World War II
A late uprising against the Nazi regime
In April 1945, some 1400 civilians and soldiers rebelled against the Nazi regime. Initiated in Munich by the Freiheitsaktion Bayern, the uprising has been largely forgotten. A historian at LMU has now published a comprehensive study of it.
On 28. April 1945, many listeners in Southern Bavaria were startled to hear a call to “Get rid of the functionaries of the National Socialist Party” emerging from their radio receivers. The appeal for a popular uprising against the Nazi regime was broadcast by a resistance group called Freiheitsaktion Bayern (“Action for the Freedom of Bavaria”), which was largely made up of soldiers of the Wehrmacht and military interpreters. The group’s objective was to topple the Nazi power structure and form a provisional government. Many people spontaneously responded to the call. However, the insurrection was unsuccessful, and 57 persons were later put to death. “In the final phase of the war, the regime turned on the civilian population, on its own citizens,” says Ferdinand Kramer, Professor of Bavarian History at LMU.
Historian Veronika Diem has now produced the first detailed study of this little known episode, based on her doctoral research. Her dissertation on the Freiheitsaktion Bayern (subtitled “An Uprising in the Final Phase of the NS Regime”), just published by the Verlag Michael Laßleben, has already received this year’s Dorothee Fliess Prize for Resistance Research. “It has only recently become clear that the insurrection was long planned, and that many of those involved had been connected with active opposition to the regime for even longer. Strikingly, some of the participants had had contacts with the American Secret Service,” Ferdinand Kramer remarks. Notably, the Bavarian uprising of April 1945 marks the first use of radio to initiate a revolt.

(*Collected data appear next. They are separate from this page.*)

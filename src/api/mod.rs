// ==========================================
// 工艺路线编排系统 - API 层
// ==========================================
// 职责: 面向宿主界面的同步门面，返回只读视图
// 说明: 仅保存协作方调用为异步
// ==========================================

pub mod error;
pub mod export_api;
pub mod routing_api;

// 重导出核心类型
pub use error::{ApiError, ApiResult};
pub use export_api::ExportApi;
pub use routing_api::{RoutingWorkspace, TimelineUpdate, TimelineView};
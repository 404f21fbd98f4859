// ==========================================
// 工艺路线编排系统 - 导出层
// ==========================================
// 职责: 已解析数据集的文本编码（序列化协作方适配器）
// 红线: 只消费解析结果，不参与取值
// ==========================================

pub mod error;
pub mod serializer;

pub use error::{ExportError, ExportResult};
pub use serializer::{
    serializer_for, CsvDatasetSerializer, DatasetSerializer, JsonDatasetSerializer,
};
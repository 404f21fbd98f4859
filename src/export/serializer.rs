// ==========================================
// 工艺路线编排系统 - 导出序列化器
// ==========================================
// 职责: ExportDataset → 文本载荷（纯函数，无状态）
// 支持: CSV / JSON
// 说明: XML / Excel 编码由宿主提供，这里返回 UnsupportedFormat
// ==========================================

use serde::ser::{Serialize, SerializeMap, Serializer};
use serde_json::Value;
use tracing::debug;

use crate::domain::mapping::ExportDataset;
use crate::domain::types::ExportFormat;
use crate::export::error::{ExportError, ExportResult};

/// 序列化协作方接口
pub trait DatasetSerializer: Send + Sync {
    fn format(&self) -> ExportFormat;

    fn serialize(&self, dataset: &ExportDataset) -> ExportResult<Vec<u8>>;

    /// 建议的文件扩展名
    fn file_extension(&self) -> &'static str;
}

/// 按格式选择序列化器
pub fn serializer_for(format: ExportFormat) -> ExportResult<Box<dyn DatasetSerializer>> {
    match format {
        ExportFormat::Csv => Ok(Box::new(CsvDatasetSerializer::default())),
        ExportFormat::Json => Ok(Box::new(JsonDatasetSerializer::default())),
        other => Err(ExportError::UnsupportedFormat(other)),
    }
}

fn check_shape(dataset: &ExportDataset) -> ExportResult<()> {
    let expected = dataset.columns.len();
    match dataset
        .rows
        .iter()
        .position(|row| row.cells.len() != expected)
    {
        Some(idx) => Err(ExportError::ShapeMismatch {
            row: idx,
            expected,
            actual: dataset.rows[idx].cells.len(),
        }),
        None => Ok(()),
    }
}

// ==========================================
// CSV
// ==========================================

/// 单元格文本: null → 空串，字符串原样，其他按 JSON 文本
fn cell_text(value: &Value) -> String {
    match value {
        Value::Null => String::new(),
        Value::String(s) => s.clone(),
        other => other.to_string(),
    }
}

#[derive(Debug, Clone)]
pub struct CsvDatasetSerializer {
    /// 表头使用工序组标签（否则使用列键）
    pub use_labels: bool,
    pub delimiter: u8,
}

impl Default for CsvDatasetSerializer {
    fn default() -> Self {
        Self {
            use_labels: true,
            delimiter: b',',
        }
    }
}

impl DatasetSerializer for CsvDatasetSerializer {
    fn format(&self) -> ExportFormat {
        ExportFormat::Csv
    }

    fn serialize(&self, dataset: &ExportDataset) -> ExportResult<Vec<u8>> {
        check_shape(dataset)?;

        let mut writer = csv::WriterBuilder::new()
            .delimiter(self.delimiter)
            .from_writer(Vec::new());

        let header: Vec<&str> = dataset
            .columns
            .iter()
            .map(|c| {
                if self.use_labels {
                    dataset.header_label(c)
                } else {
                    c.as_str()
                }
            })
            .collect();
        writer.write_record(&header)?;

        for row in &dataset.rows {
            writer.write_record(row.cells.iter().map(cell_text))?;
        }

        let bytes = writer
            .into_inner()
            .map_err(|e| ExportError::CsvWriteError(e.to_string()))?;
        debug!(rows = dataset.rows.len(), bytes = bytes.len(), "CSV 序列化完成");
        Ok(bytes)
    }

    fn file_extension(&self) -> &'static str {
        "csv"
    }
}

// ==========================================
// JSON
// ==========================================

/// 按列顺序输出的行对象
struct OrderedRow<'a> {
    columns: &'a [String],
    cells: &'a [Value],
}

impl Serialize for OrderedRow<'_> {
    fn serialize<S: Serializer>(&self, serializer: S) -> Result<S::Ok, S::Error> {
        let mut map = serializer.serialize_map(Some(self.columns.len()))?;
        for (column, cell) in self.columns.iter().zip(self.cells.iter()) {
            map.serialize_entry(column, cell)?;
        }
        map.end()
    }
}

#[derive(Debug, Clone, Default)]
pub struct JsonDatasetSerializer {
    pub pretty: bool,
}

impl DatasetSerializer for JsonDatasetSerializer {
    fn format(&self) -> ExportFormat {
        ExportFormat::Json
    }

    fn serialize(&self, dataset: &ExportDataset) -> ExportResult<Vec<u8>> {
        check_shape(dataset)?;

        let rows: Vec<OrderedRow<'_>> = dataset
            .rows
            .iter()
            .map(|row| OrderedRow {
                columns: &dataset.columns,
                cells: &row.cells,
            })
            .collect();

        let bytes = if self.pretty {
            serde_json::to_vec_pretty(&rows)?
        } else {
            serde_json::to_vec(&rows)?
        };
        debug!(rows = dataset.rows.len(), bytes = bytes.len(), "JSON 序列化完成");
        Ok(bytes)
    }

    fn file_extension(&self) -> &'static str {
        "json"
    }
}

Veronika Diem was able, for the first time, to make use of the personal papers of one of the protagonists involved in the rising, as well as records from public archives all over the world and post-mortem reports. Her work revealed that 440 soldiers were directly involved in the actions carried out on the night of 27/28. April, far more than had been previously thought. In addition, almost 1000 soldiers and civilians responded to the appeal put out by the Freiheitsaktion Bayern. The most important goal of the local actions was to put an end to senseless attempts to hold up the advancing American forces. As Veronika Diem emphasizes: “All of the participants were taking an enormous personal risk.” After the failure of the rising, many of the participants were summarily executed by Nazi supporters.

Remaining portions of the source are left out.